Hilary Kramer describes some small biotech companies you should look at, as well as a few large drug companies with nice yields.

Hilary, you have got an impressive background in your record on biotech. Where are you looking right now?

There are biotechs that are just growing companies that are still small. One is MEI Pharmaceuticals (MEIP). You want to own this company in the $9 area. It is an oncology company; it has breakthrough technologies in pinpointing the cancerous cells but keeping the ones that are healthy around it staying healthy and being targeted in their therapeutics.

Now, of course, any biotech is risky, so you want to buy more as a diverse basket.

Another company I love is Intercept Pharmaceuticals (ICPT). Many people haven’t heard of ICPT because it only went public in October. Now MEIP is such a small company that it is under the radar, but Intercept is a larger company that has an orphan drug up for approval in 2014 with the FDA for bile duct disease—liver disease.

Now here is the catch: orphan diseases receive special consideration, subsidies, tax breaks, so there is all sorts of incentive for pharmaceutical companies to do R&D for orphan drugs. But the beauty of Intercept is that their drug, which is very effective for these liver bile diseases, also has applications to the liver in general. Cirrhosis of the liver should obviously be a deadly disease, as well as other areas of the body where there might be disease.

But you are looking at a company, Intercept, that today no one knows. It doubled, pulled back to the low $30s from a high of $42, so this is the right time to go into Intercept. Someone is going to snatch up that company, because this is an area—just like there is so much research needed in the area of diabetes, heart disease, oncology—you want to be in a drug company that specializes in liver diseases.

As we go from biotech, a perhaps different subject: big pharmaceuticals. Any thoughts about those?

Yes, for anyone who wants income, you want to own some of the largest pharma companies. You can really make money, especially with big names like Bristol-Myers (BMY), even companies like Eli Lilly (LLY) that have lost so many of patents on their big blockbuster drugs.

But my favorite area, where sometimes you can have a little more yield and a little bit more diverse global exposure—and again, I am a real believer in being globally invested—is with companies like Sanofi (SNY), which trades with an ADR here in the US. That is a French company.

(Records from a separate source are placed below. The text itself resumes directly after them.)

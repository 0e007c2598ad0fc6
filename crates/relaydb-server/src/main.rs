//! relaydb middleware node.
//!
//! Loads the static topology, starts the cluster runtime, and serves the
//! framed protocol for peers and clients on the configured port until
//! interrupted. The bundled in-memory backend holds this node's replica;
//! a production deployment plugs its relational engine in behind the
//! `Backend` trait instead.

use std::path::PathBuf;
use std::process::ExitCode;

use clap::Parser;
use tracing::{error, info};

use relaydb_cluster::{ClusterConfig, ClusterNode};
use relaydb_core::MemoryBackend;

#[derive(Parser, Debug)]
#[command(name = "relaydb-server")]
#[command(about = "Distributed SQL replication middleware node")]
struct Args {
    /// Path to the cluster topology JSON file.
    #[arg(long, default_value = "config/nodes.json")]
    config: PathBuf,

    /// This node's id in the topology.
    #[arg(long)]
    node_id: u32,
}

#[tokio::main]
async fn main() -> ExitCode {
    tracing_subscriber::fmt::init();
    let args = Args::parse();

    let config = match ClusterConfig::load(&args.config, args.node_id) {
        Ok(config) => config,
        Err(e) => {
            error!("failed to load {}: {e}", args.config.display());
            return ExitCode::FAILURE;
        }
    };

    let backend = MemoryBackend::new(config.cluster_size() as u64, u64::from(args.node_id));
    let local = config.local().clone();
    let node = match ClusterNode::start(config, backend).await {
        Ok(node) => node,
        Err(e) => {
            error!("failed to start node {}: {e}", args.node_id);
            return ExitCode::FAILURE;
        }
    };
    info!(
        "node {} serving peers and clients on port {}",
        args.node_id, local.port
    );

    if let Err(e) = tokio::signal::ctrl_c().await {
        error!("failed to listen for shutdown signal: {e}");
    }
    node.shutdown().await;
    info!("node {} stopped", args.node_id);
    ExitCode::SUCCESS
}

They make a lot of vaccines—vaccines for animals, vaccines for human beings—and have an incredible distribution network around the world. Vaccines will become more and more important as the emerging markets become more developed, have more income, and pass laws and rules requiring vaccinations of herds and of those of us that are human.

I also of course love Glaxo (GSK). I think Glaxo is a wonderful company that has therapeutic spanning oncology all the way to HIV and many chronic illnesses. So that is another one, Glaxo, which will be a great one to buy. I am a strong recommender of those that want income—not just to be in utilities and diversified industrials. Go for big pharma.